Lorsque vous construisez des systèmes complexes avec des traits caractéristiques dont la taille ne dépasse pas le micromètre, voire approchent du nanomètre, vous savez probablement que des erreurs dans la construction de ces systèmes sont inévitables. La moindre poussière dont notre monde est rempli apparaitra de la taille d’un boing 747 ou d’une montagne une fois rapporté à ces échelles microscopiques. De même les défauts dans la structure atomique du substrat qui composent votre gaufrette de silicone (wafer) vont affecter négativement le fonctionnement de votre puce. Bien entendu les usines qui produisent ces puces ont des atmosphères filtrées et sont entièrement automatisées pour réduire l’impact des êtres humains pourvoyeurs de poussière. Mais même dans ces conditions les possibilités d’erreur sont là.

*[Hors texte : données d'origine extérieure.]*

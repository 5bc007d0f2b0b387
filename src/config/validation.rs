//! Configuration validation.
//!
//! # Responsibilities
//! - Semantic validation (serde handles syntactic)
//! - Validate value ranges (quality, timeouts, size cap)
//! - Validate addresses and the origin host shape
//!
//! # Design Decisions
//! - Returns all validation errors, not just first
//! - Validation is pure function: OyakiConfig → Result<(), Vec<ValidationError>>
//! - Runs before config is accepted into the system

use std::net::SocketAddr;

use thiserror::Error;

use crate::config::schema::OyakiConfig;

/// A single semantic problem in the configuration.
#[derive(Debug, Clone, PartialEq, Eq, Error)]
pub enum ValidationError {
    #[error("listener.bind_address `{0}` is not a socket address")]
    BindAddress(String),

    #[error("observability.metrics_address `{0}` is not a socket address")]
    MetricsAddress(String),

    #[error("origin.scheme must be http or https, got `{0}`")]
    OriginScheme(String),

    #[error("origin.host `{0}` must be a bare host[:port]")]
    OriginHost(String),

    #[error("encode.quality must be between 1 and 100, got {0}")]
    Quality(u8),

    #[error("{0} must be greater than zero")]
    Zero(&'static str),

    #[error("fetch.user_agent must be a valid header value")]
    UserAgent,

    #[error("timeouts.request_secs ({request}) must exceed fetch.timeout_secs ({fetch})")]
    RequestTimeout { request: u64, fetch: u64 },
}

/// Check a parsed configuration, collecting every problem found.
pub fn validate_config(config: &OyakiConfig) -> Result<(), Vec<ValidationError>> {
    let mut errors = Vec::new();

    if config.listener.bind_address.parse::<SocketAddr>().is_err() {
        errors.push(ValidationError::BindAddress(
            config.listener.bind_address.clone(),
        ));
    }

    if config.observability.metrics_enabled
        && config
            .observability
            .metrics_address
            .parse::<SocketAddr>()
            .is_err()
    {
        errors.push(ValidationError::MetricsAddress(
            config.observability.metrics_address.clone(),
        ));
    }

    if !matches!(config.origin.scheme.as_str(), "http" | "https") {
        errors.push(ValidationError::OriginScheme(config.origin.scheme.clone()));
    }

    if let Some(host) = &config.origin.host {
        if !is_bare_host(host) {
            errors.push(ValidationError::OriginHost(host.clone()));
        }
    }

    if !(1..=100).contains(&config.encode.quality) {
        errors.push(ValidationError::Quality(config.encode.quality));
    }

    if config.fetch.connect_timeout_secs == 0 {
        errors.push(ValidationError::Zero("fetch.connect_timeout_secs"));
    }
    if config.fetch.timeout_secs == 0 {
        errors.push(ValidationError::Zero("fetch.timeout_secs"));
    }
    if config.fetch.max_image_bytes == 0 {
        errors.push(ValidationError::Zero("fetch.max_image_bytes"));
    }
    if config.timeouts.request_secs == 0 {
        errors.push(ValidationError::Zero("timeouts.request_secs"));
    } else if config.timeouts.request_secs <= config.fetch.timeout_secs {
        errors.push(ValidationError::RequestTimeout {
            request: config.timeouts.request_secs,
            fetch: config.fetch.timeout_secs,
        });
    }

    if reqwest::header::HeaderValue::from_str(&config.fetch.user_agent).is_err() {
        errors.push(ValidationError::UserAgent);
    }

    if errors.is_empty() {
        Ok(())
    } else {
        Err(errors)
    }
}

/// A host is "bare" when it carries no scheme, path, query or whitespace.
fn is_bare_host(host: &str) -> bool {
    !host.is_empty()
        && !host.contains("://")
        && !host
            .chars()
            .any(|c| matches!(c, '/' | '?' | '#' | '@') || c.is_whitespace())
}
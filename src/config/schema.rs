//! Configuration schema definitions.
//!
//! This module defines the complete configuration structure for the proxy.
//! All types derive Serde traits for deserialization from config files.

use serde::{Deserialize, Serialize};

/// Root configuration for the image proxy.
#[derive(Debug, Clone, Deserialize, Serialize, Default)]
#[serde(default)]
pub struct OyakiConfig {
    /// Listener configuration (bind address).
    pub listener: ListenerConfig,

    /// Origin used in path mode.
    pub origin: OriginConfig,

    /// Outbound fetch settings.
    pub fetch: FetchConfig,

    /// JPEG output settings.
    pub encode: EncodeConfig,

    /// Timeout configuration.
    pub timeouts: TimeoutConfig,

    /// Observability settings.
    pub observability: ObservabilityConfig,
}

/// Listener configuration.
#[derive(Debug, Clone, Deserialize, Serialize)]
#[serde(default)]
pub struct ListenerConfig {
    /// Bind address (e.g., "0.0.0.0:8080").
    pub bind_address: String,
}

impl Default for ListenerConfig {
    fn default() -> Self {
        Self {
            bind_address: "0.0.0.0:8080".to_string(),
        }
    }
}

/// Origin server configuration.
///
/// `host` is optional: without it only query mode (`?url=`) is served.
/// With a host set, `?url=` is ignored unless `allow_url_param` is on.
#[derive(Debug, Clone, Deserialize, Serialize)]
#[serde(default)]
pub struct OriginConfig {
    /// Origin host, optionally with port (e.g., "images.example.com").
    pub host: Option<String>,

    /// URL scheme used to reach the origin.
    pub scheme: String,

    /// Honor `?url=` even when `host` is set.
    pub allow_url_param: bool,
}

impl Default for OriginConfig {
    fn default() -> Self {
        Self {
            host: None,
            scheme: "https".to_string(),
            allow_url_param: false,
        }
    }
}

/// Outbound fetch configuration.
#[derive(Debug, Clone, Deserialize, Serialize)]
#[serde(default)]
pub struct FetchConfig {
    /// User-Agent sent to the origin.
    pub user_agent: String,

    /// Connection establishment timeout in seconds.
    pub connect_timeout_secs: u64,

    /// Total fetch timeout (connect + headers + body) in seconds.
    pub timeout_secs: u64,

    /// Largest source image accepted, in bytes.
    pub max_image_bytes: usize,

    /// Honor HTTP_PROXY / HTTPS_PROXY / NO_PROXY for origin requests.
    pub system_proxy: bool,
}

impl Default for FetchConfig {
    fn default() -> Self {
        Self {
            user_agent: "oyaki".to_string(),
            connect_timeout_secs: 5,
            timeout_secs: 30,
            max_image_bytes: 20 * 1024 * 1024, // 20MB
            system_proxy: true,
        }
    }
}

/// How the JPEG body is written into the response.
#[derive(Debug, Clone, Copy, PartialEq, Eq, Deserialize, Serialize, Default)]
#[serde(rename_all = "lowercase")]
pub enum BodyEncoding {
    /// Raw JPEG bytes.
    #[default]
    Raw,
    /// Standard base64 text, for API gateways that require text bodies.
    Base64,
}

/// JPEG output configuration.
#[derive(Debug, Clone, Deserialize, Serialize)]
#[serde(default)]
pub struct EncodeConfig {
    /// Default JPEG quality (1-100).
    pub quality: u8,

    /// Response body encoding.
    pub body_encoding: BodyEncoding,
}

impl Default for EncodeConfig {
    fn default() -> Self {
        Self {
            quality: 90,
            body_encoding: BodyEncoding::Raw,
        }
    }
}

/// Timeout configuration for inbound requests.
#[derive(Debug, Clone, Deserialize, Serialize)]
#[serde(default)]
pub struct TimeoutConfig {
    /// Request timeout (total time to produce a response) in seconds.
    /// Must exceed `fetch.timeout_secs`.
    pub request_secs: u64,
}

impl Default for TimeoutConfig {
    fn default() -> Self {
        Self { request_secs: 60 }
    }
}

/// Observability configuration.
#[derive(Debug, Clone, Deserialize, Serialize)]
#[serde(default)]
pub struct ObservabilityConfig {
    /// Log level (trace, debug, info, warn, error).
    pub log_level: String,

    /// Enable metrics endpoint.
    pub metrics_enabled: bool,

    /// Metrics endpoint bind address.
    pub metrics_address: String,
}

impl Default for ObservabilityConfig {
    fn default() -> Self {
        Self {
            log_level: "info".to_string(),
            metrics_enabled: false,
            metrics_address: "0.0.0.0:9090".to_string(),
        }
    }
}

#[cfg(test)]
mod tests {
    use super::*;

    #[test]
    fn test_empty_document_uses_defaults() {
        let config: OyakiConfig = toml::from_str("").unwrap();
        assert_eq!(config.listener.bind_address, "0.0.0.0:8080");
        assert_eq!(config.origin.host, None);
        assert_eq!(config.origin.scheme, "https");
        assert!(!config.origin.allow_url_param);
        assert_eq!(config.encode.quality, 90);
        assert_eq!(config.encode.body_encoding, BodyEncoding::Raw);
        assert_eq!(config.fetch.user_agent, "oyaki");
    }

    #[test]
    fn test_partial_sections() {
        let config: OyakiConfig = toml::from_str(
            r#"
            [origin]
            host = "images.example.com"

            [encode]
            body_encoding = "base64"
            "#,
        )
        .unwrap();
        assert_eq!(config.origin.host.as_deref(), Some("images.example.com"));
        assert_eq!(config.origin.scheme, "https");
        assert_eq!(config.encode.quality, 90);
        assert_eq!(config.encode.body_encoding, BodyEncoding::Base64);
    }
}
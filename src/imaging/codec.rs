//! Decode and JPEG re-encode.
//!
//! Only the encoding changes: output dimensions always equal input dimensions.

use image::codecs::jpeg::JpegEncoder;
use image::{DynamicImage, ExtendedColorType, ImageEncoder};

use crate::error::{ProxyError, ProxyResult};
use crate::imaging::format::SourceFormat;

/// JPEG quality, always within 1..=100.
#[derive(Debug, Clone, Copy, PartialEq, Eq)]
pub struct Quality(u8);

impl Quality {
    pub const MIN: u8 = 1;
    pub const MAX: u8 = 100;

    /// Build a quality, clamping out-of-range values the way the JPEG encoder would.
    pub fn clamped(value: i64) -> Self {
        Self(value.clamp(Self::MIN as i64, Self::MAX as i64) as u8)
    }

    /// Parse a `quality` query value. Anything but an integer is rejected.
    pub fn parse(raw: &str) -> ProxyResult<Self> {
        raw.parse::<i64>()
            .map(Self::clamped)
            .map_err(|_| ProxyError::InvalidQuality)
    }

    pub fn get(self) -> u8 {
        self.0
    }
}

impl Default for Quality {
    fn default() -> Self {
        Self(90)
    }
}

/// Decode `bytes` as the declared format. GIFs yield their first frame.
pub fn decode(bytes: &[u8], format: SourceFormat) -> ProxyResult<DynamicImage> {
    image::load_from_memory_with_format(bytes, format.into()).map_err(ProxyError::Decode)
}

/// Encode an image as baseline JPEG.
///
/// JPEG has no alpha channel, so anything other than 8-bit grey or RGB is
/// flattened to 8-bit RGB first.
pub fn encode_jpeg(img: &DynamicImage, quality: Quality) -> ProxyResult<Vec<u8>> {
    let mut buffer = Vec::new();
    let encoder = JpegEncoder::new_with_quality(&mut buffer, quality.get());

    let written = match img {
        DynamicImage::ImageLuma8(gray) => encoder.write_image(
            gray.as_raw(),
            gray.width(),
            gray.height(),
            ExtendedColorType::L8,
        ),
        DynamicImage::ImageRgb8(rgb) => encoder.write_image(
            rgb.as_raw(),
            rgb.width(),
            rgb.height(),
            ExtendedColorType::Rgb8,
        ),
        other => {
            let rgb = other.to_rgb8();
            encoder.write_image(rgb.as_raw(), rgb.width(), rgb.height(), ExtendedColorType::Rgb8)
        }
    };
    written.map_err(ProxyError::Encode)?;

    Ok(buffer)
}

/// Decode then re-encode as JPEG.
pub fn reencode(bytes: &[u8], format: SourceFormat, quality: Quality) -> ProxyResult<Vec<u8>> {
    let img = decode(bytes, format)?;
    encode_jpeg(&img, quality)
}
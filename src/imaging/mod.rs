//! Imaging subsystem.
//!
//! # Data Flow
//! ```text
//! origin Content-Type
//!     → format.rs (SourceFormat: Jpeg | Png | Gif, or unsupported)
//! origin bytes + SourceFormat
//!     → codec.rs decode (DynamicImage)
//!     → codec.rs encode_jpeg (quality 1-100)
//!     → JPEG bytes
//! ```
//!
//! # Design Decisions
//! - No resizing: dimensions pass through unchanged
//! - Codec work is CPU-bound; callers run it on the blocking pool

pub mod codec;
pub mod format;

pub use codec::{decode, encode_jpeg, reencode, Quality};
pub use format::SourceFormat;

La possibilité de voir une erreur apparaître est dépendante de la qualité du process de production. Paradoxalement les process archaïques mais éprouvés ont une faible probabilité d’erreur. Au contraire les méthodes hi-tech qui poussent plus loin les limites de ce qui est faisable en terme de taille de gravure et de nombre de couches superposées vont être plus soumis aux risques d’erreur.

La formule du yield

Ceci dit en général on raisonne en terme de process donné. Tout simplement parce que le choix de ce process est fait pour des raisons externes. D’une part il n’y a pas tant de fondeurs que ça et d’autre part la pression du marché fait que l’on devra migrer tôt ou tard sur un process qui nous permettra de monter en fréquence et d’augmenter la taille de la puce. Et la plupart du temps la qualité du process n’est pas quelque chose qui est directement influençable (même s’il doit rentrer en ligne de compte dans les coûts du silicium).

La formule du yield est une mesure statistique, du nombre de chips défectueux en fonction du nombre d’erreurs par unité de surface. Elle considère d’une part que la disposition de ces erreurs est totalement aléatoire et uniforme sur la surface du wafer. Donc la distribution est totalement caractérisée par cette quantité (ou probabilité) d’erreurs par unité de surface et la gravité de ces erreurs est identique (on reviendra sur cela plus tard). Et donc le résultat d’une erreur sur la surface du chip est une puce défectueuse.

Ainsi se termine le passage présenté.